His research became a long-term project involving cross-country travel, finding letters, and delving into newspaper archives. Ten years later, Gabriele is still learning about the itinerant artists Johnathan Kendall and Charles McLeod.
The pair had skipped bail in California and headed east, driving across a country that was busy preparing for the bicentennial of the Declaration of Independence: planting trees, preserving historical documents, and preparing festivities. Father Jude Morgan, pastor of Our Lady of Lourdes in Wellfleet, wanted to take part in the effort by sprucing up the church. The timing was perfect for Kendall and McLeod who, having landed in Wellfleet, agreed to carve the church’s doors in exchange for being allowed to pitch a tent behind the rectory for the summer, Gabriele says.
They didn’t stay in town long. “It’s funny and fascinating,” says Gabriele. “They came here on the run. They started carving. They wanted to get everything straightened out and, before you know it, their cover was blown. They had to run again.”
Kendall traveled across the country for decades, caught in a cycle of lawbreaking, running away, and making artworks to repay people who were willing to post bail for him. Sometimes he was joined by creative partners like McLeod. Another partner was John Kreyche, whom he married. “It was one of the first gay union ceremonies ever,” Gabriele says, “in Tucson, circa 1986.”
Kendall died at age 65 in New Mexico. Gabriele’s research resulted in a 2007 exhibition at the Cape Cod Museum of Art in which various threads from Kendall’s life story were woven together.
People who knew Kendall often described him as volatile or unstable, Gabriele says, “but a lot of people respected him and his talent. He could sit down and discipline himself artistically, creating some very large and beautiful pieces. He was an outsider artist, and all he really wanted to do was carve.”
Most of Kendall’s art was religious, and after seeing many of his works in different settings across the country, Gabriele noticed that many pieces depicted scenes from the story of Jonah and the Whale.
“Jonah was trying to escape his destiny,” Gabriele says. “Maybe that resonated with him.”

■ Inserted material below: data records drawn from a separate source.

use std::sync::Arc;

use anyhow::{bail, Context, Result};
use chrono::{NaiveDate, Utc};
use clap::{Parser, Subcommand};
use rollup_core::OwnerId;
use rollup_storage::PgStore;
use rollup_sync::{Pipeline, PipelineConfig, RunStatus, RunSummary, WindowSpec};
use tracing::info;
use tracing_subscriber::EnvFilter;

#[derive(Debug, Parser)]
#[command(name = "rollup-cli")]
#[command(about = "Periodic rollup and staleness reconciler")]
struct Cli {
    #[command(subcommand)]
    command: Option<Commands>,
}

#[derive(Debug, Subcommand)]
enum Commands {
    /// Run one job, or every enabled job, once.
    Run {
        #[arg(long)]
        job: Option<String>,
        /// First day of an explicit replay window.
        #[arg(long, requires = "to")]
        from: Option<NaiveDate>,
        /// Last day (inclusive) of an explicit replay window.
        #[arg(long, requires = "from")]
        to: Option<NaiveDate>,
    },
    /// Run the cron scheduler until Ctrl-C.
    Serve,
    Migrate,
    Snapshots,
    Reminders {
        #[command(subcommand)]
        command: ReminderCommands,
    },
}

#[derive(Debug, Subcommand)]
enum ReminderCommands {
    List {
        /// Include closed reminders.
        #[arg(long)]
        all: bool,
    },
    Close {
        #[arg(long)]
        owner: String,
    },
}

#[tokio::main]
async fn main() -> Result<()> {
    let _ = tracing_subscriber::fmt()
        .with_env_filter(EnvFilter::try_from_default_env().unwrap_or_else(|_| EnvFilter::new("info")))
        .try_init();

    let cli = Cli::parse();
    let command = cli.command.unwrap_or(Commands::Run {
        job: None,
        from: None,
        to: None,
    });

    match command {
        Commands::Run { job, from, to } => {
            let window = match (from, to) {
                (Some(from), Some(to)) => Some(WindowSpec::Explicit { from, to }),
                _ => None,
            };
            if window.is_some() && job.is_none() {
                bail!("--from/--to replay a single job; pass --job");
            }
            let outcomes = rollup_sync::run_once_from_env(job.as_deref(), window).await?;
            let mut failed = 0;
            for outcome in &outcomes {
                match &outcome.result {
                    Ok(summary) => {
                        print_summary(summary);
                        if summary.status == RunStatus::WriteFailed {
                            failed += 1;
                        }
                    }
                    Err(err) => {
                        println!("{}: failed: {err:#}", outcome.job_id);
                        failed += 1;
                    }
                }
            }
            if failed > 0 {
                bail!("{failed} of {} run(s) failed", outcomes.len());
            }
        }
        Commands::Serve => {
            let pipeline = Arc::new(Pipeline::from_config(PipelineConfig::from_env()).await?);
            let Some(mut sched) = pipeline.maybe_build_scheduler().await? else {
                bail!("scheduler is disabled; set ROLLUP_SCHEDULER_ENABLED=1");
            };
            sched.start().await.context("starting scheduler")?;
            info!(jobs = pipeline.registry().enabled().count(), "scheduler running; Ctrl-C to stop");
            tokio::signal::ctrl_c().await.context("waiting for Ctrl-C")?;
            info!("stopping");
            pipeline.cancel_flag().cancel();
            sched.shutdown().await.context("stopping scheduler")?;
        }
        Commands::Migrate => {
            let config = PipelineConfig::from_env();
            let store = PgStore::connect(&config.database_url)
                .await
                .context("connecting to postgres")?;
            store.migrate().await.context("applying migrations")?;
            println!("migrations applied");
        }
        Commands::Snapshots => {
            let pipeline = Pipeline::from_config(PipelineConfig::from_env()).await?;
            let mut snapshots = pipeline.snapshots().list_all().await?;
            snapshots.sort_by(|a, b| (a.period_start, &a.bucket).cmp(&(b.period_start, &b.bucket)));
            for snapshot in snapshots {
                let totals = snapshot
                    .totals
                    .iter()
                    .map(|(measure, total)| format!("{measure}={total}"))
                    .collect::<Vec<_>>()
                    .join(" ");
                println!(
                    "{:<12} {}..{} count={} {}",
                    snapshot.bucket.to_string(),
                    snapshot.period_start,
                    snapshot.period_end,
                    snapshot.source_count,
                    totals
                );
            }
        }
        Commands::Reminders { command } => {
            let pipeline = Pipeline::from_config(PipelineConfig::from_env()).await?;
            match command {
                ReminderCommands::List { all } => {
                    for reminder in pipeline.reminders().list_all().await? {
                        if !all && !reminder.is_open() {
                            continue;
                        }
                        println!(
                            "{} {} job={} last_activity={} created={}",
                            reminder.owner,
                            reminder.status.as_str(),
                            reminder.job_id,
                            reminder.last_activity_at,
                            reminder.created_at
                        );
                    }
                }
                ReminderCommands::Close { owner } => {
                    let owner = OwnerId(owner);
                    let Some(mut reminder) = pipeline
                        .reminders()
                        .list_all()
                        .await?
                        .into_iter()
                        .find(|r| r.owner == owner && r.is_open())
                    else {
                        bail!("no open reminder for {owner}");
                    };
                    reminder.close(Utc::now());
                    pipeline.reminders().save_all(vec![reminder]).await?;
                    println!("closed reminder for {owner}");
                }
            }
        }
    }

    Ok(())
}

fn print_summary(summary: &RunSummary) {
    println!(
        "{} {}: status={} window={} chunks={}/{} folded={} skipped={} inserted={} updated={} suppressed={}",
        summary.job_id,
        summary.run_id,
        summary.status.as_str(),
        summary.window,
        summary.chunks_processed,
        summary.chunks_processed + summary.chunks_failed,
        summary.folds.records_folded,
        summary.folds.skipped_invalid_timestamp + summary.folds.skipped_missing_owner,
        summary.records_inserted,
        summary.records_updated,
        summary.reminders_suppressed
    );
}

In 1987, when the church’s new pastor, Bernard Kelly, considered replacing the doors because he didn’t appreciate their misshapen angels and gnarled saints, his parishioners resisted. The story made the front page of the Cape Cod Times. (Kelly later made his own headlines when, in 2003, during an investigation into his relationship with a murder suspect, it was discovered that he had embezzled hundreds of thousands of dollars in church funds in both Wellfleet and Falmouth.)
In 2000, when the Diocese of Fall River decided to close the building and sell it, many items of church property, such as the pews, went up for sale. Parishioners again insisted that the doors not be removed from the building.

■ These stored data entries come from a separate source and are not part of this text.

//! In-run accumulator and the two reconciliations folded through it.

use std::collections::BTreeMap;

use chrono::{DateTime, Duration, Utc};
use rollup_core::{
    derive_bucket, BucketKey, BucketMode, DeriveError, OutputRecord, ReminderRecord,
    SnapshotRecord, SourceRecord,
};
use serde::Serialize;
use tracing::debug;
use uuid::Uuid;

#[derive(Debug, Clone, PartialEq, Eq)]
pub struct RunContext {
    pub run_id: Uuid,
    pub job_id: String,
    pub now: DateTime<Utc>,
}

impl RunContext {
    pub fn new(job_id: impl Into<String>, now: DateTime<Utc>) -> Self {
        Self {
            run_id: Uuid::new_v4(),
            job_id: job_id.into(),
            now,
        }
    }
}

/// What closing one slot produced.
#[derive(Debug, Clone, PartialEq)]
pub enum Closed<O> {
    /// Nothing to persist for this key.
    Unchanged,
    /// An existing output already covers the key.
    Suppressed,
    Write(O),
}

/// How source records of one job map onto output records.
///
/// A slot is the per-key working state of a run. `fold` must be commutative
/// and associative over records so delivery order can't change the result.
pub trait Reconciliation: Send + Sync {
    type Output: OutputRecord + Serialize;
    type Slot: Send;

    fn mode(&self) -> BucketMode;

    fn derive_key(&self, record: &SourceRecord) -> Result<BucketKey, DeriveError> {
        derive_bucket(record, self.mode())
    }

    /// Starts the slot for `key` from the stored output, if there is one.
    fn open_slot(
        &self,
        key: &BucketKey,
        existing: Option<Self::Output>,
        first: &SourceRecord,
        ctx: &RunContext,
    ) -> Result<Self::Slot, DeriveError>;

    /// Returns `false` when the record was already accounted for.
    fn fold(&self, slot: &mut Self::Slot, record: &SourceRecord) -> bool;

    fn close(&self, key: &BucketKey, slot: Self::Slot, ctx: &RunContext) -> Closed<Self::Output>;
}

#[derive(Debug, Clone, Default, PartialEq, Eq, Serialize)]
pub struct FoldStats {
    pub records_scanned: usize,
    pub records_folded: usize,
    pub already_folded: usize,
    pub skipped_invalid_timestamp: usize,
    pub skipped_missing_owner: usize,
}

impl FoldStats {
    fn note_skip(&mut self, err: &DeriveError) {
        debug!(%err, "skipping record");
        match err {
            DeriveError::InvalidTimestamp { .. } => self.skipped_invalid_timestamp += 1,
            DeriveError::MissingOwner { .. } => self.skipped_missing_owner += 1,
        }
    }
}

/// Outputs of a finished accumulator.
#[derive(Debug, Clone, PartialEq)]
pub struct Closing<O> {
    pub writes: Vec<O>,
    pub unchanged: usize,
    pub suppressed: usize,
}

/// Run-scoped merge state: the outputs loaded once at the start of the run and
/// the slots opened so far. Threaded through every chunk, never reset.
pub struct Accumulator<R: Reconciliation> {
    existing: BTreeMap<BucketKey, R::Output>,
    slots: BTreeMap<BucketKey, R::Slot>,
    stats: FoldStats,
}

impl<R: Reconciliation> Accumulator<R> {
    pub fn new(existing: BTreeMap<BucketKey, R::Output>) -> Self {
        Self {
            existing,
            slots: BTreeMap::new(),
            stats: FoldStats::default(),
        }
    }

    pub fn stats(&self) -> &FoldStats {
        &self.stats
    }

    pub fn buckets_touched(&self) -> usize {
        self.slots.len()
    }

    pub fn fold_chunk(&mut self, reconciliation: &R, chunk: &[SourceRecord], ctx: &RunContext) {
        for record in chunk {
            self.stats.records_scanned += 1;
            let key = match reconciliation.derive_key(record) {
                Ok(key) => key,
                Err(err) => {
                    self.stats.note_skip(&err);
                    continue;
                }
            };

            if !self.slots.contains_key(&key) {
                let existing = self.existing.remove(&key);
                match reconciliation.open_slot(&key, existing, record, ctx) {
                    Ok(slot) => {
                        self.slots.insert(key.clone(), slot);
                    }
                    Err(err) => {
                        self.stats.note_skip(&err);
                        continue;
                    }
                }
            }

            if let Some(slot) = self.slots.get_mut(&key) {
                if reconciliation.fold(slot, record) {
                    self.stats.records_folded += 1;
                } else {
                    self.stats.already_folded += 1;
                }
            }
        }
    }

    /// Consumes the accumulator. Only outputs that differ from what was loaded
    /// are returned for writing.
    pub fn close(self, reconciliation: &R, ctx: &RunContext) -> Closing<R::Output> {
        let mut closing = Closing {
            writes: Vec::new(),
            unchanged: 0,
            suppressed: 0,
        };
        for (key, slot) in self.slots {
            match reconciliation.close(&key, slot, ctx) {
                Closed::Write(output) => closing.writes.push(output),
                Closed::Unchanged => closing.unchanged += 1,
                Closed::Suppressed => closing.suppressed += 1,
            }
        }
        closing
    }
}

/// Sums measures per time bucket into [`SnapshotRecord`]s.
#[derive(Debug, Clone)]
pub struct Rollup {
    mode: BucketMode,
    measures: Vec<String>,
}

impl Rollup {
    pub fn weekly(measures: Vec<String>) -> Self {
        Self {
            mode: BucketMode::Weekly,
            measures,
        }
    }

    pub fn monthly(measures: Vec<String>) -> Self {
        Self {
            mode: BucketMode::Monthly,
            measures,
        }
    }
}

#[derive(Debug, Clone)]
pub struct RollupSlot {
    base: Option<SnapshotRecord>,
    working: SnapshotRecord,
}

impl Reconciliation for Rollup {
    type Output = SnapshotRecord;
    type Slot = RollupSlot;

    fn mode(&self) -> BucketMode {
        self.mode
    }

    fn open_slot(
        &self,
        key: &BucketKey,
        existing: Option<SnapshotRecord>,
        first: &SourceRecord,
        ctx: &RunContext,
    ) -> Result<RollupSlot, DeriveError> {
        if let Some(stored) = existing {
            return Ok(RollupSlot {
                base: Some(stored.clone()),
                working: stored,
            });
        }
        let working = SnapshotRecord::fresh(key.clone(), &self.measures, ctx.now).ok_or_else(|| {
            DeriveError::InvalidTimestamp {
                record: first.id.clone(),
            }
        })?;
        Ok(RollupSlot {
            base: None,
            working,
        })
    }

    fn fold(&self, slot: &mut RollupSlot, record: &SourceRecord) -> bool {
        slot.working.fold(record, &self.measures)
    }

    fn close(&self, _key: &BucketKey, slot: RollupSlot, ctx: &RunContext) -> Closed<SnapshotRecord> {
        if slot.base.as_ref() == Some(&slot.working) {
            return Closed::Unchanged;
        }
        let mut working = slot.working;
        working.updated_at = ctx.now;
        Closed::Write(working)
    }
}

/// Raises one reminder per owner whose latest activity is older than
/// `stale_after`, unless the owner already has an open one.
#[derive(Debug, Clone)]
pub struct StalenessCheck {
    stale_after: Duration,
}

impl StalenessCheck {
    pub fn new(stale_after: Duration) -> Self {
        Self { stale_after }
    }

    pub fn days(days: u32) -> Self {
        Self::new(Duration::days(i64::from(days)))
    }
}

#[derive(Debug, Clone)]
pub struct StalenessSlot {
    open: Option<ReminderRecord>,
    latest_activity: Option<DateTime<Utc>>,
}

impl Reconciliation for StalenessCheck {
    type Output = ReminderRecord;
    type Slot = StalenessSlot;

    fn mode(&self) -> BucketMode {
        BucketMode::PerEntity
    }

    fn derive_key(&self, record: &SourceRecord) -> Result<BucketKey, DeriveError> {
        if record.timestamp.is_none() {
            return Err(DeriveError::InvalidTimestamp {
                record: record.id.clone(),
            });
        }
        derive_bucket(record, BucketMode::PerEntity)
    }

    fn open_slot(
        &self,
        _key: &BucketKey,
        existing: Option<ReminderRecord>,
        _first: &SourceRecord,
        _ctx: &RunContext,
    ) -> Result<StalenessSlot, DeriveError> {
        Ok(StalenessSlot {
            open: existing,
            latest_activity: None,
        })
    }

    fn fold(&self, slot: &mut StalenessSlot, record: &SourceRecord) -> bool {
        slot.latest_activity = slot.latest_activity.max(record.timestamp);
        true
    }

    fn close(&self, key: &BucketKey, slot: StalenessSlot, ctx: &RunContext) -> Closed<ReminderRecord> {
        if slot.open.is_some() {
            return Closed::Suppressed;
        }
        let (BucketKey::Entity(owner), Some(latest)) = (key, slot.latest_activity) else {
            return Closed::Unchanged;
        };
        // a cutoff before the representable range means nothing is stale yet
        match ctx.now.checked_sub_signed(self.stale_after) {
            Some(cutoff) if latest <= cutoff => {}
            _ => return Closed::Unchanged,
        }
        Closed::Write(ReminderRecord::open(
            owner.clone(),
            ctx.job_id.clone(),
            latest,
            ctx.now,
        ))
    }
}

“The fact that the community did not want to see these doors gone is such a wonderful, quintessential Wellfleet story,” Debra Dickinson says.

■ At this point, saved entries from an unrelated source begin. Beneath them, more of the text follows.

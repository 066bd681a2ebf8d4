//! Job orchestration: registry, stores, feeds, runs, reports and the cron
//! scheduler.

use std::collections::{BTreeMap, HashSet};
use std::sync::{Arc, Mutex};

use anyhow::{anyhow, bail, Context, Result};
use chrono::{DateTime, Utc};
use rollup_adapters::{JsonlSourceFeed, PgSourceFeed, SourceFeed};
use rollup_core::{ReminderRecord, SnapshotRecord};
use rollup_storage::{FileStore, OutputStore, PgStore};
use sqlx::PgPool;
use tokio_cron_scheduler::{Job, JobScheduler};
use tracing::{info, warn};

pub mod config;
pub mod merge;
pub mod report;
pub mod runner;

pub use config::{ConfigError, JobConfig, JobKind, JobRegistry, PipelineConfig, StoreBackend, WindowSpec};
pub use merge::{Accumulator, Closed, Closing, FoldStats, Reconciliation, Rollup, RunContext, StalenessCheck};
pub use runner::{CancelFlag, JobRunner, RunOutput, RunStatus, RunSummary};

pub const CRATE_NAME: &str = "rollup-sync";

/// Result of one job within a multi-job run.
#[derive(Debug)]
pub struct JobOutcome {
    pub job_id: String,
    pub result: Result<RunSummary>,
}

/// Reports are written after the store commit, so a failure here only loses
/// the report.
fn note_report_failure(summary: &RunSummary, written: Result<()>) {
    if let Err(err) = written {
        warn!(
            job_id = %summary.job_id,
            run_id = %summary.run_id,
            error = %format!("{err:#}"),
            "run committed but its report was not written"
        );
    }
}

pub struct Pipeline {
    config: PipelineConfig,
    registry: JobRegistry,
    snapshots: Arc<dyn OutputStore<SnapshotRecord>>,
    reminders: Arc<dyn OutputStore<ReminderRecord>>,
    pool: Option<PgPool>,
    feeds: BTreeMap<String, Arc<dyn SourceFeed>>,
    cancel: CancelFlag,
    in_flight: Mutex<HashSet<String>>,
}

/// Marks a job as running until dropped.
struct InFlight<'a> {
    jobs: &'a Mutex<HashSet<String>>,
    job_id: String,
}

impl Drop for InFlight<'_> {
    fn drop(&mut self) {
        let mut jobs = self.jobs.lock().unwrap_or_else(|e| e.into_inner());
        jobs.remove(&self.job_id);
    }
}

impl Pipeline {
    pub fn new(
        config: PipelineConfig,
        registry: JobRegistry,
        snapshots: Arc<dyn OutputStore<SnapshotRecord>>,
        reminders: Arc<dyn OutputStore<ReminderRecord>>,
    ) -> Self {
        Self {
            config,
            registry,
            snapshots,
            reminders,
            pool: None,
            feeds: BTreeMap::new(),
            cancel: CancelFlag::new(),
            in_flight: Mutex::new(HashSet::new()),
        }
    }

    /// Loads `jobs.yaml` and opens the configured store backend.
    pub async fn from_config(config: PipelineConfig) -> Result<Self> {
        let registry = JobRegistry::load(&config.jobs_path()).await?;
        match config.store {
            StoreBackend::File => {
                let snapshots = FileStore::<SnapshotRecord>::new(config.data_dir.join("snapshots.json"));
                let reminders = FileStore::<ReminderRecord>::new(config.data_dir.join("reminders.json"));
                let pool = if registry.jobs.iter().any(|job| job.source == "postgres") {
                    let store = PgStore::connect(&config.database_url)
                        .await
                        .context("connecting to postgres source")?;
                    Some(store.pool().clone())
                } else {
                    None
                };
                let mut pipeline = Self::new(config, registry, Arc::new(snapshots), Arc::new(reminders));
                pipeline.pool = pool;
                Ok(pipeline)
            }
            StoreBackend::Postgres => {
                let store = Arc::new(
                    PgStore::connect(&config.database_url)
                        .await
                        .context("connecting to postgres")?,
                );
                let pool = store.pool().clone();
                let mut pipeline = Self::new(config, registry, store.clone(), store);
                pipeline.pool = Some(pool);
                Ok(pipeline)
            }
        }
    }

    /// Replaces the feed configured for `job_id`.
    pub fn with_feed(mut self, job_id: impl Into<String>, feed: Arc<dyn SourceFeed>) -> Self {
        self.feeds.insert(job_id.into(), feed);
        self
    }

    pub fn config(&self) -> &PipelineConfig {
        &self.config
    }

    pub fn registry(&self) -> &JobRegistry {
        &self.registry
    }

    pub fn snapshots(&self) -> &dyn OutputStore<SnapshotRecord> {
        self.snapshots.as_ref()
    }

    pub fn reminders(&self) -> &dyn OutputStore<ReminderRecord> {
        self.reminders.as_ref()
    }

    pub fn cancel_flag(&self) -> CancelFlag {
        self.cancel.clone()
    }

    fn feed_for(&self, job: &JobConfig) -> Result<Arc<dyn SourceFeed>> {
        if let Some(feed) = self.feeds.get(&job.job_id) {
            return Ok(feed.clone());
        }
        if job.source == "postgres" {
            let pool = self
                .pool
                .clone()
                .ok_or_else(|| anyhow!("job `{}` reads postgres but no pool is configured", job.job_id))?;
            return Ok(Arc::new(PgSourceFeed::new(pool)));
        }
        Ok(Arc::new(JsonlSourceFeed::new(self.config.workspace_root.join(&job.source))))
    }

    fn begin(&self, job_id: &str) -> Option<InFlight<'_>> {
        let mut jobs = self.in_flight.lock().unwrap_or_else(|e| e.into_inner());
        if !jobs.insert(job_id.to_string()) {
            return None;
        }
        Some(InFlight {
            jobs: &self.in_flight,
            job_id: job_id.to_string(),
        })
    }

    /// Runs one job now. `window` overrides the registry window, e.g. for an
    /// operator replay of a closed period.
    pub async fn run_job(&self, job_id: &str, window: Option<WindowSpec>, now: DateTime<Utc>) -> Result<RunSummary> {
        let job = self.registry.get(job_id)?;
        let Some(_guard) = self.begin(job_id) else {
            bail!("job `{job_id}` is already running");
        };
        let window = window
            .as_ref()
            .unwrap_or(&job.window)
            .resolve(&job.job_id, job.kind, now)?;
        let feed = self.feed_for(job)?;
        let chunk_size = job.chunk_size.unwrap_or(self.config.chunk_size);
        let ctx = RunContext::new(job.job_id.clone(), now);

        if job.kind.is_rollup() {
            let rollup = match job.kind {
                JobKind::MonthlyRollup => Rollup::monthly(job.measures.clone()),
                _ => Rollup::weekly(job.measures.clone()),
            };
            let output = JobRunner::new(job.kind, &rollup, feed.as_ref(), self.snapshots.as_ref())
                .with_chunk_size(chunk_size)
                .with_cancel(self.cancel.clone())
                .run(ctx, window)
                .await
                .with_context(|| format!("loading snapshots for `{job_id}`"))?;
            if let Some(root) = &self.config.reports_dir {
                let written = match report::write_run_report(root, &output.summary, &output.written).await {
                    Ok(dir) => report::export_snapshots_parquet(&dir, &output.written).await.map(|_| ()),
                    Err(err) => Err(err),
                };
                note_report_failure(&output.summary, written);
            }
            Ok(output.summary)
        } else {
            let stale_after = job
                .stale_after_days
                .ok_or_else(|| ConfigError::MissingStaleAfter {
                    job_id: job.job_id.clone(),
                })?;
            let check = StalenessCheck::days(stale_after);
            let output = JobRunner::new(job.kind, &check, feed.as_ref(), self.reminders.as_ref())
                .with_chunk_size(chunk_size)
                .with_cancel(self.cancel.clone())
                .run(ctx, window)
                .await
                .with_context(|| format!("loading reminders for `{job_id}`"))?;
            if let Some(root) = &self.config.reports_dir {
                let written = report::write_run_report(root, &output.summary, &output.written).await;
                note_report_failure(&output.summary, written.map(|_| ()));
            }
            Ok(output.summary)
        }
    }

    /// Runs every enabled job once, in registry order. A job that fails is
    /// logged and recorded; the remaining jobs still run.
    pub async fn run_all(&self, now: DateTime<Utc>) -> Vec<JobOutcome> {
        let mut outcomes = Vec::new();
        for job in self.registry.enabled() {
            let result = self.run_job(&job.job_id, None, now).await;
            if let Err(err) = &result {
                warn!(job_id = %job.job_id, error = %format!("{err:#}"), "job did not complete");
            }
            outcomes.push(JobOutcome {
                job_id: job.job_id.clone(),
                result,
            });
        }
        outcomes
    }

    /// One cron job per enabled registry entry that has a schedule. A trigger
    /// that fires while the previous run of the same job is active is skipped.
    pub async fn maybe_build_scheduler(self: &Arc<Self>) -> Result<Option<JobScheduler>> {
        if !self.config.scheduler_enabled {
            return Ok(None);
        }

        let sched = JobScheduler::new().await.context("creating scheduler")?;
        for job in self.registry.enabled() {
            let Some(cron) = job.cron.as_deref() else {
                continue;
            };
            let pipeline = Arc::clone(self);
            let job_id = job.job_id.clone();
            let cron_job = Job::new_async(cron, move |_uuid, _l| {
                let pipeline = Arc::clone(&pipeline);
                let job_id = job_id.clone();
                Box::pin(async move {
                    match pipeline.run_job(&job_id, None, Utc::now()).await {
                        Ok(summary) => info!(
                            job_id = %job_id,
                            status = summary.status.as_str(),
                            "scheduled run finished"
                        ),
                        Err(err) => warn!(job_id = %job_id, error = %format!("{err:#}"), "scheduled run did not complete"),
                    }
                })
            })
            .with_context(|| format!("creating scheduler job `{}` for cron {cron}", job.job_id))?;
            sched.add(cron_job).await.context("adding scheduler job")?;
            info!(job_id = %job.job_id, cron, "scheduled");
        }
        Ok(Some(sched))
    }
}

pub async fn run_once_from_env(job_id: Option<&str>, window: Option<WindowSpec>) -> Result<Vec<JobOutcome>> {
    let config = PipelineConfig::from_env();
    let pipeline = Pipeline::from_config(config).await?;
    let now = Utc::now();
    match job_id {
        Some(job_id) => Ok(vec![JobOutcome {
            job_id: job_id.to_string(),
            result: pipeline.run_job(job_id, window, now).await,
        }]),
        None => Ok(pipeline.run_all(now).await),
    }
}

Her restoration process took longer than expected because preserving wood is tricky, especially if the wood is highly porous, roughly carved, and unprimed. That was the case with Kendall’s work. The challenge is greater if the wood is exposed to the elements, Dickinson says.
With careful attention and practiced technique, and an assist from her daughter, Emeline, after a process Dickinson calls “part detective work and part balancing act,” the doors now reflect the original artists’ intent and colors.
Dickinson aims to retain the character that comes with age while ensuring the doors are adequately protected. This was done by removing rot, treating existing wood, replacing lost wood, replacing any newer colors with original colors, and applying a protective exterior sealant.
“The doors represent the spirit of Wellfleet that made the arduous process rewarding,” Dickinson says. “I was preserving a piece of the town.”